Loving your adopted child

fatherdaughter41835761.jpgMany parents are so desperate to have a child, and have to wait for so long for the adoption process, that they do not even think about the other problems there might be when it comes to adoption. One of the problems that are often not discussed are those relating to what happens if they get the child, and struggle to bond with it. What if you just don't love your adopted child?

Here are some options:

1. Seek counseling. Sometimes the build up to getting a child leaves you unprepared for what to do after. You are so worried about being prepared for the baby, and getting everything with the adoption finalized, that you never mentally prepare to actually take on the role of being someone else's baby's parent. So, it is not a shameful thing to seek out some help in the form of counseling. A counselor can help you adjust to parenting an adopted child, and help you love them as if they were your own. They can help you overcome some of the road blocks that may be standing in the way of you loving your adopted child. Don't ignore the problem because you are ashamed, seek some professional help to change it.

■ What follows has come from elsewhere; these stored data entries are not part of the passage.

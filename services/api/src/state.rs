//! Shared Application State
//!
//! This module defines the `AppState` struct, which holds all shared,
//! clonable resources: the pipeline, the in-memory backends, and the config.

use crate::config::Config;
use crate::memory::{ActivityFeed, MemoryStore, Outbox, RosterMatcher};
use memora_core::pipeline::Pipeline;
use std::sync::Arc;

/// The shared application state, created once at startup and passed to all handlers.
/// All fields are public to be accessible from other modules.
#[derive(Clone)]
pub struct AppState {
    pub pipeline: Arc<Pipeline>,
    pub store: Arc<MemoryStore>,
    pub outbox: Arc<Outbox>,
    pub activity: Arc<ActivityFeed>,
    pub roster: Arc<RosterMatcher>,
    pub config: Arc<Config>,
}
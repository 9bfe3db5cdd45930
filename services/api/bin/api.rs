//! Main Entrypoint for the Memora API Service
//!
//! This binary is responsible for:
//! 1. Loading configuration from the environment.
//! 2. Initializing the in-memory backends and the voice pipeline.
//! 3. Draining spoken commands into the log and activity feed.
//! 4. Constructing the Axum router and applying middleware.
//! 5. Starting the web server and handling graceful shutdown.

use anyhow::Context;
use memora_api::{
    config::Config,
    memory::{ActivityFeed, MemoryStore, Outbox, RosterMatcher},
    router::create_router,
    scheduler,
    state::AppState,
};
use memora_core::{
    Command,
    notify::{ActivityEvent, ActivityKind, ActivityLog},
    pipeline::{Contacts, Pipeline},
    session::SessionService,
};
use std::{net::SocketAddr, sync::Arc, time::Duration};
use tokio::sync::mpsc;
use tower_http::cors::{Any, CorsLayer};
use tracing::{info, warn};

/// Listens for the `Ctrl+C` signal to gracefully shut down the server.
async fn shutdown_signal() {
    tokio::signal::ctrl_c()
        .await
        .expect("Failed to install Ctrl+C handler");
    info!("Received shutdown signal. Shutting down gracefully...");
}

#[tokio::main]
async fn main() -> anyhow::Result<()> {
    // --- 1. Load Configuration ---
    let config = Config::from_env().context("Failed to load configuration")?;

    // --- 2. Initialize Logging ---
    tracing_subscriber::fmt()
        .with_max_level(config.log_level)
        .with_timer(tracing_subscriber::fmt::time::ChronoLocal::rfc_3339())
        .init();
    info!("Configuration loaded. Initializing application state...");

    // --- 3. Initialize In-Memory Backends ---
    let activity = Arc::new(ActivityFeed::new());
    let store = Arc::new(MemoryStore::new(activity.clone()));
    let outbox = Arc::new(Outbox::new(activity.clone()));
    let roster = Arc::new(RosterMatcher::seeded());

    // --- 4. Initialize the Pipeline ---
    // Spoken lines have no TTS here; they land in the log and activity feed.
    let (command_tx, mut command_rx) = mpsc::channel::<Command>(32);
    let drain_activity = activity.clone();
    tokio::spawn(async move {
        while let Some(Command::SpeakText(text)) = command_rx.recv().await {
            info!(%text, "Speaking");
            if let Err(err) = drain_activity
                .append(ActivityEvent::new(
                    "🗣️",
                    "Assistant spoke",
                    text,
                    ActivityKind::Interaction,
                ))
                .await
            {
                warn!(error = %err, "Failed to record spoken line");
            }
        }
    });

    let session = SessionService::new(Some(command_tx))
        .with_escalation_after(Duration::from_secs(config.escalation_secs));
    let pipeline = Arc::new(Pipeline::new(
        store.clone(),
        outbox.clone(),
        activity.clone(),
        roster.clone(),
        session,
        Contacts {
            caregiver_email: config.caregiver_email.clone(),
            family_email: config.primary_family_email.clone(),
        },
    ));

    let app_state = Arc::new(AppState {
        pipeline,
        store,
        outbox,
        activity,
        roster,
        config: Arc::new(config.clone()),
    });

    // --- 5. Start the Due-Reminder Scheduler ---
    let scheduler_handle = scheduler::spawn(app_state.clone());

    // --- 6. Create Router and Apply Middleware ---
    let cors = CorsLayer::new()
        .allow_origin(Any)
        .allow_methods(Any)
        .allow_headers(Any);

    let app = create_router(app_state).layer(cors);

    // --- 7. Start Server ---
    info!(
        bind_address = %config.bind_address,
        escalation_secs = config.escalation_secs,
        "Service configured. Starting server..."
    );
    let listener = tokio::net::TcpListener::bind(config.bind_address).await?;

    axum::serve(
        listener,
        app.into_make_service_with_connect_info::<SocketAddr>(),
    )
    .with_graceful_shutdown(shutdown_signal())
    .await?;

    scheduler_handle.abort();
    info!("Server has shut down.");
    Ok(())
}
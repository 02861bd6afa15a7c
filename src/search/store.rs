//! Elasticsearch-style HTTP backend. Vector similarity runs as a
//! `script_score` cosine query (shifted by +1.0 so scores stay
//! non-negative), keyword search as a `multi_match` over content and a
//! boosted title field.

use async_trait::async_trait;
use serde::Deserialize;
use serde_json::json;
use std::time::Duration;

use crate::config::StoreConfig;
use crate::error::{Result, RetrievalError};
use crate::models::Document;
use crate::search::SearchBackend;

const SERVICE: &str = "document store";

pub struct HttpSearchBackend {
    client: reqwest::Client,
    config: StoreConfig,
}

#[derive(Deserialize)]
struct SearchResponse {
    hits: HitsWrapper,
}

#[derive(Deserialize)]
struct HitsWrapper {
    hits: Vec<Hit>,
}

#[derive(Deserialize)]
struct Hit {
    #[serde(rename = "_id")]
    id: String,
    #[serde(rename = "_score")]
    score: f32,
    #[serde(rename = "_source")]
    source: HitSource,
}

#[derive(Deserialize)]
struct HitSource {
    content: String,
    #[serde(default)]
    title: String,
}

impl HttpSearchBackend {
    pub fn new(client: reqwest::Client, config: StoreConfig) -> Self {
        Self { client, config }
    }

    fn index_name(&self, kb_scope: &str) -> String {
        format!("{}_{}", self.config.index_prefix, kb_scope)
    }

    async fn run_search(
        &self,
        kb_scope: &str,
        body: serde_json::Value,
    ) -> Result<Vec<(Document, f32)>> {
        let index = self.index_name(kb_scope);
        let url = format!(
            "{}/{}/_search",
            self.config.base_url.trim_end_matches('/'),
            index
        );

        let mut builder = self
            .client
            .post(&url)
            .timeout(Duration::from_secs(self.config.timeout_secs))
            .json(&body);
        if let Some(key) = self.config.api_key.as_deref() {
            builder = builder.header("Authorization", format!("ApiKey {key}"));
        }

        let resp = builder
            .send()
            .await
            .map_err(|e| RetrievalError::from_transport(SERVICE, e))?;

        if resp.status() == reqwest::StatusCode::NOT_FOUND {
            return Err(RetrievalError::IndexNotFound(index));
        }
        if !resp.status().is_success() {
            let status = resp.status();
            let text = resp.text().await.unwrap_or_default();
            return Err(RetrievalError::rejected(SERVICE, format!("{status}: {text}")));
        }

        let body: SearchResponse = resp
            .json()
            .await
            .map_err(|e| RetrievalError::unavailable(SERVICE, format!("unparseable response: {e}")))?;

        Ok(body
            .hits
            .hits
            .into_iter()
            .map(|h| {
                (
                    Document {
                        id: h.id,
                        content: h.source.content,
                        title: h.source.title,
                    },
                    h.score,
                )
            })
            .collect())
    }
}

#[async_trait]
impl SearchBackend for HttpSearchBackend {
    async fn search_vector(
        &self,
        kb_scope: &str,
        query_vector: &[f32],
        limit: usize,
    ) -> Result<Vec<(Document, f32)>> {
        let body = json!({
            "size": limit,
            "query": {
                "script_score": {
                    "query": { "match_all": {} },
                    "script": {
                        "source": "cosineSimilarity(params.query_vector, 'vector') + 1.0",
                        "params": { "query_vector": query_vector }
                    }
                }
            },
            "_source": ["content", "title"]
        });
        self.run_search(kb_scope, body).await
    }

    async fn search_keyword(
        &self,
        kb_scope: &str,
        query: &str,
        limit: usize,
    ) -> Result<Vec<(Document, f32)>> {
        let body = json!({
            "size": limit,
            "query": {
                "multi_match": {
                    "query": query,
                    "fields": ["content", "title^2"],
                    "type": "most_fields"
                }
            },
            "_source": ["content", "title"]
        });
        self.run_search(kb_scope, body).await
    }

    async fn scope_exists(&self, kb_scope: &str) -> Result<bool> {
        let url = format!(
            "{}/{}",
            self.config.base_url.trim_end_matches('/'),
            self.index_name(kb_scope)
        );

        let resp = self
            .client
            .head(&url)
            .timeout(Duration::from_secs(self.config.timeout_secs))
            .send()
            .await
            .map_err(|e| RetrievalError::from_transport(SERVICE, e))?;

        match resp.status() {
            s if s.is_success() => Ok(true),
            reqwest::StatusCode::NOT_FOUND => Ok(false),
            s => Err(RetrievalError::rejected(SERVICE, format!("existence check: {s}"))),
        }
    }
}
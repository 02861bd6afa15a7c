//! Conversational layer on top of the hybrid retriever: per-session turn
//! history, answer generation, and the guarantee that the end user sees
//! either an answer with sources or a generic failure message, never an
//! upstream error.

pub mod session;

use std::sync::Arc;

use crate::llm::completion::{build_context_block, build_system_prompt};
use crate::llm::CompletionModel;
use crate::models::{ChatMessage, RetrievalRequest, ScoredDocument, SourceRef};
use crate::search::retriever::HybridRetriever;
use session::SessionStore;

/// Maximum characters accepted from one user question.
const MAX_QUESTION_LEN: usize = 2_000;
/// Prior turns included when prompting; older turns stay stored but are not
/// sent.
const MAX_PROMPT_TURNS: usize = 10;

const FAILURE_ANSWER: &str =
    "Sorry, something went wrong while answering your question. Please try again.";

/// Outcome of one conversational turn. Always a well-formed answer payload;
/// failures are absorbed into the apology form.
#[derive(Debug, Clone)]
pub struct TurnOutcome {
    pub answer: String,
    pub sources: Vec<SourceRef>,
}

pub struct ConversationEngine {
    retriever: Arc<HybridRetriever>,
    completion: Arc<dyn CompletionModel>,
    sessions: SessionStore,
    top_k: usize,
    min_score: f32,
}

impl ConversationEngine {
    pub fn new(
        retriever: Arc<HybridRetriever>,
        completion: Arc<dyn CompletionModel>,
        sessions: SessionStore,
        top_k: usize,
        min_score: f32,
    ) -> Self {
        Self {
            retriever,
            completion,
            sessions,
            top_k,
            min_score,
        }
    }

    /// Answer one question within a session. History is appended only when
    /// the whole turn (retrieval + completion) succeeded.
    pub async fn ask(&self, session_id: &str, kb_scope: &str, question: &str) -> TurnOutcome {
        let question = truncate_to_char_boundary(question.trim(), MAX_QUESTION_LEN);
        if question.is_empty() {
            return TurnOutcome {
                answer: FAILURE_ANSWER.to_string(),
                sources: Vec::new(),
            };
        }

        let history = self.sessions.history(session_id);
        let prompt_history = if history.len() > MAX_PROMPT_TURNS {
            history[history.len() - MAX_PROMPT_TURNS..].to_vec()
        } else {
            history
        };

        match self.run_turn(kb_scope, &prompt_history, &question).await {
            Ok((answer, retrieved)) => {
                self.sessions.append_exchange(session_id, &question, &answer);
                let sources = retrieved.iter().map(SourceRef::from).collect();
                TurnOutcome { answer, sources }
            }
            Err(err) => {
                tracing::error!(
                    session_id,
                    kb_scope,
                    question = %question,
                    "turn failed: {err}"
                );
                TurnOutcome {
                    answer: FAILURE_ANSWER.to_string(),
                    sources: Vec::new(),
                }
            }
        }
    }

    async fn run_turn(
        &self,
        kb_scope: &str,
        history: &[ChatMessage],
        question: &str,
    ) -> crate::error::Result<(String, Vec<ScoredDocument>)> {
        let request = RetrievalRequest {
            query: question.to_string(),
            top_k: self.top_k,
            min_score: self.min_score,
            kb_scope: kb_scope.to_string(),
        };
        let retrieved = self.retriever.retrieve(&request).await?;

        let system_prompt = build_system_prompt(kb_scope);
        let context = build_context_block(&retrieved);
        let answer = self
            .completion
            .complete(&system_prompt, history, &context, question)
            .await?;

        Ok((answer, retrieved))
    }

    /// Forget a session's history. Idempotent.
    pub fn clear(&self, session_id: &str) {
        self.sessions.clear(session_id);
    }

    pub fn session_count(&self) -> usize {
        self.sessions.len()
    }

    #[cfg(test)]
    fn history_len(&self, session_id: &str) -> usize {
        self.sessions.history(session_id).len()
    }
}

fn truncate_to_char_boundary(s: &str, max_len: usize) -> String {
    if s.len() <= max_len {
        return s.to_string();
    }
    let mut end = max_len;
    while !s.is_char_boundary(end) {
        end -= 1;
    }
    s[..end].to_string()
}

2. Join a group with other adoptive parents. Sometimes it helps to simply know you are not alone. It may feel ungrateful, or disheartening that you are having a hard time bonding with your adopted child, or are not feeling the profound sense of love you thought you would feel. Often this is because your life has changed significantly, and is not exactly what you imagined. Parenting never is, whether it is through adoption, or giving birth on your own. So, don't forget that, or ignore it, instead, find others to relate to. There are groups out there, and the right support group can help you get the issues off your back without leaving you feeling ungrateful.

3. Identify why you do not feel love, and address that specific issue. Is it hard to deal with lack of sleep? Is the child not adapting well to your family? Do you not think the child is cute? There may be a real reason you can't bond, and it might not be as hard to address as you felt. Sometimes having a sitter come for just a couple hours each day so you can shower, rest, get ready, or eat can make a huge difference in how you feel about the child. Do not be afraid to seek out help. It is never easy to raise a child, and just because you did not give birth doesn't mean a baby is going to be easy to handle. Ask for help, there are probably people willing to lend a hand, and this alone could really change how you feel about this baby or child.